Editors Keith Armstrong and Huw Beynon have successfully avoided the pitfalls of both extremes, largely because of a commitment to the working-class that has none of the ambivalence of the Orwells of this world. The working-class is seen as a subject for liberation, not an object of intellectual fascination.

Men and women describe their recollections of the 1930s in the NorthEast, often recalling minute detail and exact conversation, and yet nothing in the book is trivial. Every personal memory is related to an awareness of society. The sixteen contributors are clearly all very different individuals, with varying opinions and levels of involvement in trade union and political activity, and yet overall a clear sense of history gives the book an immediate relevance to the present day.

As the editors observe, "Unemployment, the talk of 'scroungers' on the Dole, of Social Security 'snoopers' and the threat of fascism and the National Front are all important reminders of a past that will not stay locked away in the cupboards of historians."

Contributors, like Hilda Ashby, tell their stories simply in everyday language, without any attempt to reach up to the "high shelf' in search of a literary style:

I was going to the grammar school at Blaydon during the 1926 strike. We had to walk to Westwood Station to catch the train, and I can always remember sitting in the carriage full of girls -we were all miners' daughters. I was twelve and we were all talking about the strike and one of the girls said, 'I hardly dare tell you this ...' And we were just getting to know where babies came from and we said 'Are you going to have a baby ?' And she said, 'No-my father's going to be a blackleg.' Very shamefaced you know. I remember running home to tell my father. 'Mary Wilson's father's going to blackleg,' and my father saying, 'By he's a card joker, he'll get nae coal oot.'

'Upstanding'-that was the thing. 'Upstanding jobs', you know, where you had your pay if you were off sick. Oh, that was it, that was the Mecca. I lived in Chopwell right through the 'thirties and all the colliery houses there had earth closets (a hole in the wall where you threw all your rubbish) and the Council men had to jump in there and then shovel all this out. Well, you had to be in the know to get one of these jobs. To have a Council job-oh, that was something ! In Chopwell they had a Labour Council and they had this scheme where you got your turn at ten weeks' working on the roads. Ten weeks when you knew you were going to have a pay. That was a big thing.

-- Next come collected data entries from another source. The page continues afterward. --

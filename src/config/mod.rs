//! Configuration management subsystem.
//!
//! # Data Flow
//! ```text
//! config file (TOML) + CLI overrides
//!     → loader.rs (parse & deserialize)
//!     → validation.rs (semantic checks)
//!     → ServiceConfig (validated, immutable)
//!     → passed by value to each component at construction
//!
//! On file change:
//!     watcher.rs detects change
//!     → loader.rs loads new config
//!     → validation.rs validates
//!     → CLI limiter overrides re-applied
//!     → RateLimiter::configure with the new limiter settings
//!     → restart-only sections that changed are logged as ignored
//! ```
//!
//! # Design Decisions
//! - Config is immutable once loaded; only limiter settings hot reload
//! - All fields have defaults to allow minimal configs
//! - Validation separates syntactic (serde) from semantic checks

pub mod loader;
pub mod schema;
pub mod validation;
pub mod watcher;

pub use loader::{load_config, ConfigError};
pub use schema::{
    LifecycleConfig, LimiterConfig, LimiterOverrides, ListenerConfig, ObservabilityConfig,
    ServiceConfig, TimeoutConfig, TokenConfig,
};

Often different contributors arrive at the same theme from different directions. Many relate how the Means Test broke up families:

Because of the Means Test there were men who were leaving home to live in sheds in the allotments in Cornforth-in order to get the Dole (George Bestford).

After 26 weeks on unemployment pay one had to apply to this dreaded court. They would inspect one's belongings: piano, watch, all had to go before one was allowed a few shillings ... A great many young married couples had the terrible ordeal of having no money offered but only two tickets-one for the male workhouse and one for the female workhouse (Charles Graham).

And Len Edmondson adds a sharp reminder that the 'Thirties did not just end with the War:

In the immediate post-war years I was a member of the National Insurance Tribunals, being a trade union nominee. Those who had been unemployed for twelve months or more were interviewed by the Tribunal to ascertain that they were co-operating with the Employment Exchange to obtain work. Frequently men over forty years of age would appear and it was evident when they entered the room that they were suffering mental anxiety, fear could be seen in their expression. They had the fear that it was a return to the conditions of the 'thirties when their only income could be taken away from them.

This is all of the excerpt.